If you have ample time to set up camp, you can create an elaborate set-up complete with igloo, kitchen counter and shelves. Minimally, you must choose a protected site and securely stake down your tent.Choosing your campsite.
  • When choosing a tentsite, look for shelter. Remember to look up - not just for the usual widow-makers, but also for avalanche slopes and for trees whose branches have accumulated snowloads that could come crashing down on you in a strong wind. A grove of bushes or a huge boulder gives good shelter - without the danger from above. Or you can make your own shelter by building a snow-wall, known as a berm. Avoid cold spots, like the bottom of a canyon where cold air collects.
  • Before you pitch a tent, tamp down a platform (in your skis or snowshoes) so you don't sink into the soft snow when you crawl into your tent. In very dry, fluffy western snow, help it coalesce by pouring a couple of pots of water on the area and stomping around to make it as flat and even as possible. Wait a half hour or so for the patch to freeze and harden before putting up your tent.
  • Stake down your tent securely - even if the weather is fair. In addition to snow stakes (which are a little flatter and fatter than fair-season stakes), you can use skis, ski poles, and ice axes to stake out your tent. You can also attach your guy-lines to a "deadman" by filling a stuff sack with rocks (or snow) and burying it in the snow.
Snow shelters and snow caves.

The Eskimo people knew that snow was a good insulator: They used blocks of it to make igloos. Winter hikers use snow shelters, too, although the time these shelters take to build makes them most practical only if you're planning to spend several days camped in one place. In the shorter daylight hours of midwinter, you might find it impossible to pack up your camp, move any significant distance, make a new shelter, and set up camp. But making some kind of emergency snow shelter is an essential skill for die-hard winter hikers.

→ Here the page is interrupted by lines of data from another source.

//! Scan command implementation.

use crate::cli::ScanArgs;
use crate::config::{MinerConfig, OutputFormat};
use crate::error::{CliError, Result};
use crate::output::Formatter;
use crate::pipeline::{collect_documents, window, Pipeline};
use std::fs;

/// Execute the scan command.
pub async fn execute_scan(args: ScanArgs, config: &MinerConfig, formatter: &Formatter) -> Result<()> {
    let columns = (!args.columns.is_empty()).then_some(args.columns.as_slice());
    let set = collect_documents(&args.paths, columns)?;

    for path in &set.skipped {
        eprintln!("{}", formatter.warning(&format!("Skipped {} (unsupported file type)", path.display())));
    }
    if set.documents.is_empty() {
        return Err(CliError::InvalidInput("no supported codebook files found".to_string()));
    }

    let pipeline = Pipeline::from_config(config)?;
    let report = pipeline.run(set.documents, args.concurrent).await?;

    for failure in &report.extraction.failures {
        eprintln!("{}", formatter.error(&format!("{}: {}", failure.source_id, failure.reason)));
    }
    for (source, warning) in report.extraction.warnings() {
        eprintln!("{}", formatter.warning(&format!("{}: {}", source, warning)));
    }

    let shown = window(&report.records, args.top, args.min_score);
    let mut sections = vec![formatter.format_records(shown)?];

    if args.hits {
        let hits: Vec<_> = report.extraction.hits().collect();
        sections.push(formatter.format_hits(&hits)?);
    }
    if args.summary {
        let summary = pipeline.summarize(&report.records);
        sections.push(formatter.format_summary(&summary)?);
    }

    let output = sections.join("\n\n");
    match &args.output {
        Some(path) => {
            fs::write(path, format!("{}\n", output))?;
            eprintln!("{}", formatter.success(&format!("Wrote {} variables to {}", shown.len(), path.display())));
        }
        None => println!("{}", output),
    }

    if formatter.format() == OutputFormat::Table {
        let meta = &report.extraction.metadata;
        eprintln!(
            "{}",
            formatter.info(&format!(
                "{} unique variables ({} shown) from {}/{} documents; {} duplicates dropped, {} candidates rejected",
                report.records.len(),
                shown.len(),
                meta.documents_extracted,
                meta.documents_supplied,
                report.duplicates_dropped,
                meta.candidates_rejected
            ))
        );
    }

    Ok(())
}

  1. Igloos: These semipermanent structures are made by cutting blocks of ice and laying them one atop the other in a spiral. Igloos are the most famous snow shelters, but they're also the least practical for backpacking because they take time and some amount of skill to build, and theyrequire compacted wet ice snow - not western powder.
  2. Snow caves: This is the shelter of choice for mountaineers. The ideal location for a snow cave is on the lee side of an obstacle, like a tree or a rock, where snow tends to accumulate. You need a snow depth of at least six feet, and preferably more. The goal is to dig a tunnel into the drift, then dig up and scour out a sleeping shelf and a ventilation shaft.
  3. Quinzhees: These are really snow caves above-ground. They are most useful in places where there is a lot of snow, but not enough for a deep drift. First you shovel snow into a man-made drift, then you dig into it as if you were making a snow cave.
Winter waste disposal.

The only good option for waste disposal in snow-covered environs is to pack it out. Burying your poop in the snow is pointless because it will just stay frozen until spring and then it will reappear in full form. To pack out your poop, you can use a poop tube - either homemade from a PVC pipe, or bought from an outdoor store. When you pee, be sure to do it away from ski trails, and cover up the yellow snow so others do not have to look at it.